Whatever it is you decide to do - it will need to be close enough to pygame
to be worth it (ie, integrated into event loop and such, to make it easy for
new users), abstract enough to allow extendability into a wide range of
needs, and powerful enough to look good and scale to full size applications.
From my experience, none of the current pgame guis come close to having all
those attributes.
Either they are so abstract that the user has to do almost everything, they
are too powerful to easily extend, or they are just funky in their usage.
But that is yet another decision.
How will events be handled? WIll they be returned like pygame events, or
handled with callbacks?
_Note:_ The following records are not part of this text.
//! Login/logout endpoints and the owner session guard

use axum::{
    extract::{rejection::JsonRejection, Request, State},
    http::header,
    middleware::Next,
    response::{IntoResponse, Redirect, Response},
    Json,
};
use axum_extra::extract::CookieJar;
use serde::Deserialize;
use std::sync::Arc;

use super::AppState;
use crate::auth::{clear_cookie, session_cookie, COOKIE_NAME};
use crate::error::Error;
use crate::helpers::encode_query;

#[derive(Debug, Deserialize)]
pub struct LoginRequest {
    #[serde(default)]
    secret: String,
}

/// POST /api/auth/login
pub async fn login(
    State(state): State<Arc<AppState>>,
    payload: Result<Json<LoginRequest>, JsonRejection>,
) -> Result<Response, Error> {
    let Json(request) = payload.map_err(|e| Error::InvalidRequest(e.body_text()))?;

    let expected = state.config.owner_secret.as_deref().unwrap_or_default();
    if expected.is_empty() || !state.signer.secrets_match(&request.secret, expected) {
        tracing::warn!("Rejected login attempt");
        return Err(Error::Unauthorized);
    }

    let token = state.signer.issue(state.clock.now());
    tracing::info!("Owner logged in");
    Ok((
        [(
            header::SET_COOKIE,
            session_cookie(&token, state.config.cookie_secure),
        )],
        "OK",
    )
        .into_response())
}

/// POST /api/auth/logout
///
/// Only clears the cookie; issued tokens stay valid until they expire.
pub async fn logout(State(state): State<Arc<AppState>>) -> Response {
    (
        [(header::SET_COOKIE, clear_cookie(state.config.cookie_secure))],
        "OK",
    )
        .into_response()
}

/// Middleware guarding owner-only routes
///
/// API requests without a valid session get 401; page requests are sent to
/// the login page, with a `next` parameter when no cookie was presented.
pub async fn require_owner(
    State(state): State<Arc<AppState>>,
    jar: CookieJar,
    request: Request,
    next: Next,
) -> Response {
    let path = request.uri().path().to_string();

    let Some(cookie) = jar.get(COOKIE_NAME) else {
        tracing::debug!("No session cookie for {}", path);
        return if is_api(&path) {
            Error::Unauthorized.into_response()
        } else {
            Redirect::temporary(&format!("/login?next={}", encode_query(&path))).into_response()
        };
    };

    match state.signer.verify(cookie.value(), state.clock.now()) {
        Ok(()) => next.run(request).await,
        Err(e) => {
            tracing::warn!("Rejected session for {}: {}", path, e);
            if is_api(&path) {
                Error::Unauthorized.into_response()
            } else {
                Redirect::temporary("/login").into_response()
            }
        }
    }
}

fn is_api(path: &str) -> bool {
    path.starts_with("/api/")
}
Or both and confuse people/be un-pythonic?
How will it be rendered? Will it simply be an object you send the screen to
at the end of each loop and render then update the screen?
Will it use dirty rects to make the gui fast, or not, so you can use flip?
How many/what widgets do you want to include?
You pointed out how you would take the best 2 or 3 - well that is it, there
is so much variance, and no gui I have seen that would be abstract enough to
be useable for this claims to be everything you might/will need.
I think most likely you would have a ton of different people chiming in, and
in the end you might get 2 or 3 highest rated, but none would get a majority
and it would probably fall apart before it even started...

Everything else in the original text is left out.